● TO DO:
Answer with one figure only, the number of lines below in which "active" occurs.

● RECORDS PROVIDED:
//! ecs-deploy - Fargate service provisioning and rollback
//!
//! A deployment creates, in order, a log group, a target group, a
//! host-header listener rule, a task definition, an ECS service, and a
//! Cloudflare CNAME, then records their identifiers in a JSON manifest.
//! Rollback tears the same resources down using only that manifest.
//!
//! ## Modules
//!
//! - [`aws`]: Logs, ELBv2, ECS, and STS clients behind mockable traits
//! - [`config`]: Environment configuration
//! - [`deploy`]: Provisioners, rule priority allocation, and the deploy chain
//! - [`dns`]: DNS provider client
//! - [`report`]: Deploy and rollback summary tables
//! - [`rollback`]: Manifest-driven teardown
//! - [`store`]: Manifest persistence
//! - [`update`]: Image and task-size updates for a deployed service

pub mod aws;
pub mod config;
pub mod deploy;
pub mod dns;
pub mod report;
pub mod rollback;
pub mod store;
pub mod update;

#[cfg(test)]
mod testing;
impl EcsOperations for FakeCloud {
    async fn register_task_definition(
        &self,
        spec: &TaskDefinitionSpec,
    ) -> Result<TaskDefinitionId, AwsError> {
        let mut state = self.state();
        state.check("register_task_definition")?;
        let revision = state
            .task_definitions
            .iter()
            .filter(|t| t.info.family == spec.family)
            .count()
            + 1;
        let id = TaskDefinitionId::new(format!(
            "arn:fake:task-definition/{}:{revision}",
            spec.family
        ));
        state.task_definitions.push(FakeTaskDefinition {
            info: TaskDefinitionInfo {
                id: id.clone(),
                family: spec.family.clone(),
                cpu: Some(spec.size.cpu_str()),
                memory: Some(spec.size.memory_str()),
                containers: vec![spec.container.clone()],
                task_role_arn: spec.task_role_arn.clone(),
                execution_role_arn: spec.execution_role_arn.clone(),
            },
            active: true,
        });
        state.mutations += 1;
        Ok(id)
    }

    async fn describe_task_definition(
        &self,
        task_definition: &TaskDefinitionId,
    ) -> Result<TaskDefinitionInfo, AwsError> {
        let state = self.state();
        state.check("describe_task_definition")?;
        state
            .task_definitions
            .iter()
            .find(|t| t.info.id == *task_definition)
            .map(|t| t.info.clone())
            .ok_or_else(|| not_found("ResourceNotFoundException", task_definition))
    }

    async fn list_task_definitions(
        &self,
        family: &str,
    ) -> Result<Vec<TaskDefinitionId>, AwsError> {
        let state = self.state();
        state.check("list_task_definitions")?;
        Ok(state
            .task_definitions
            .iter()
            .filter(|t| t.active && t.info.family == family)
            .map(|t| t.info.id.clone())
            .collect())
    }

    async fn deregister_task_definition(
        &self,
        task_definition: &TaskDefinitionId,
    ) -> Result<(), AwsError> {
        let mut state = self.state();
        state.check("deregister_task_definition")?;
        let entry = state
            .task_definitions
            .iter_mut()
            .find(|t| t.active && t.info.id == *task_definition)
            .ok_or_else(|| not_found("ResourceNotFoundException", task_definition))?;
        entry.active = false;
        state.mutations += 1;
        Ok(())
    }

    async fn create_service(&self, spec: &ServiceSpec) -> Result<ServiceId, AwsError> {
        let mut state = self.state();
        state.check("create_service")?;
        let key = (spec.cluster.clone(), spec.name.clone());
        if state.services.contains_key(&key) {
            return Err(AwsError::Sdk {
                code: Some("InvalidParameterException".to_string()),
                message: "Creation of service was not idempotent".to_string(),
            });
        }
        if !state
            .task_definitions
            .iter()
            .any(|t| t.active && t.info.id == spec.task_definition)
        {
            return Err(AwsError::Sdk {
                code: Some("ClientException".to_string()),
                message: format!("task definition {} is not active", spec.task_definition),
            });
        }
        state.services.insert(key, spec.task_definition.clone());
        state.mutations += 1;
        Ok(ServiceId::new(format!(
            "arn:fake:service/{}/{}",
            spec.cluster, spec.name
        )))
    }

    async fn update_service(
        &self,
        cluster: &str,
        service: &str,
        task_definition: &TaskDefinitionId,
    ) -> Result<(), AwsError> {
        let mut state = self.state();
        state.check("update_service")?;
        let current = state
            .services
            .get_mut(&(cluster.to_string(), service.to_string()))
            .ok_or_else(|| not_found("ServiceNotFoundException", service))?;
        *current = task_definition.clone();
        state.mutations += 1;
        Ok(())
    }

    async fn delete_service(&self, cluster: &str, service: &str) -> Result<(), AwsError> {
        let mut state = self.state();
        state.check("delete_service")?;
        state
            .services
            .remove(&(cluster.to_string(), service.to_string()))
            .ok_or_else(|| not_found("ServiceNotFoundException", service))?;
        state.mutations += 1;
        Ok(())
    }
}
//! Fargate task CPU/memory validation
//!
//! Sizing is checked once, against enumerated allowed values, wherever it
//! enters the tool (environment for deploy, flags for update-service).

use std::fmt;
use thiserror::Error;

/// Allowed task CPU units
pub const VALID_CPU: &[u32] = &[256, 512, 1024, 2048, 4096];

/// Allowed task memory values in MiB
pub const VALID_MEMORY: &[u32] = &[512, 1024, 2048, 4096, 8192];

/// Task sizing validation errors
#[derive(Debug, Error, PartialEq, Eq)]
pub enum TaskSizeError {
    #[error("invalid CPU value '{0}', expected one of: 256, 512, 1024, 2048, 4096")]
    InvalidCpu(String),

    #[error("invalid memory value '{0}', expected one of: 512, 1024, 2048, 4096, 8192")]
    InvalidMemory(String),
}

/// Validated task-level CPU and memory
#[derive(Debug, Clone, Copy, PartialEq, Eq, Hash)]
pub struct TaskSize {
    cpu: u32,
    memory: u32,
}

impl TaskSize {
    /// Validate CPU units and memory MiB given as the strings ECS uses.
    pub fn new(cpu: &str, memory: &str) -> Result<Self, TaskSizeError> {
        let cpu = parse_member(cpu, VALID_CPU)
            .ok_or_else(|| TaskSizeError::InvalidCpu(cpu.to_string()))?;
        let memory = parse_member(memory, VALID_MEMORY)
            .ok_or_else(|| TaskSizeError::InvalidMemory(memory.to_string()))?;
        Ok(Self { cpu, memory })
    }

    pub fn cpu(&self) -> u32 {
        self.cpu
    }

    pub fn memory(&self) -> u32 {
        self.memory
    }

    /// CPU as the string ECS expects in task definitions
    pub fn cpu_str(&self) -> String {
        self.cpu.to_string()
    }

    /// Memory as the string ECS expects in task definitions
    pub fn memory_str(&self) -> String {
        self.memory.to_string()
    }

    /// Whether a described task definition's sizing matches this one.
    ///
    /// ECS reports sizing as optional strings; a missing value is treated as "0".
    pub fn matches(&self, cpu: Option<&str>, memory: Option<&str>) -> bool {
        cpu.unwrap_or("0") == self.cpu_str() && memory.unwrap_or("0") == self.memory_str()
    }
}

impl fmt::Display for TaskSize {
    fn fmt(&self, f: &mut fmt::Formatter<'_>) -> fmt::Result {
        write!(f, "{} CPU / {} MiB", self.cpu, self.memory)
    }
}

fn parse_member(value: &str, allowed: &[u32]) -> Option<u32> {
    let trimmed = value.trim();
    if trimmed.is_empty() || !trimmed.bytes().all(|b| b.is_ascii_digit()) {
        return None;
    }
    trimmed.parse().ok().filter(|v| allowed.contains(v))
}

● OUTPUT:
6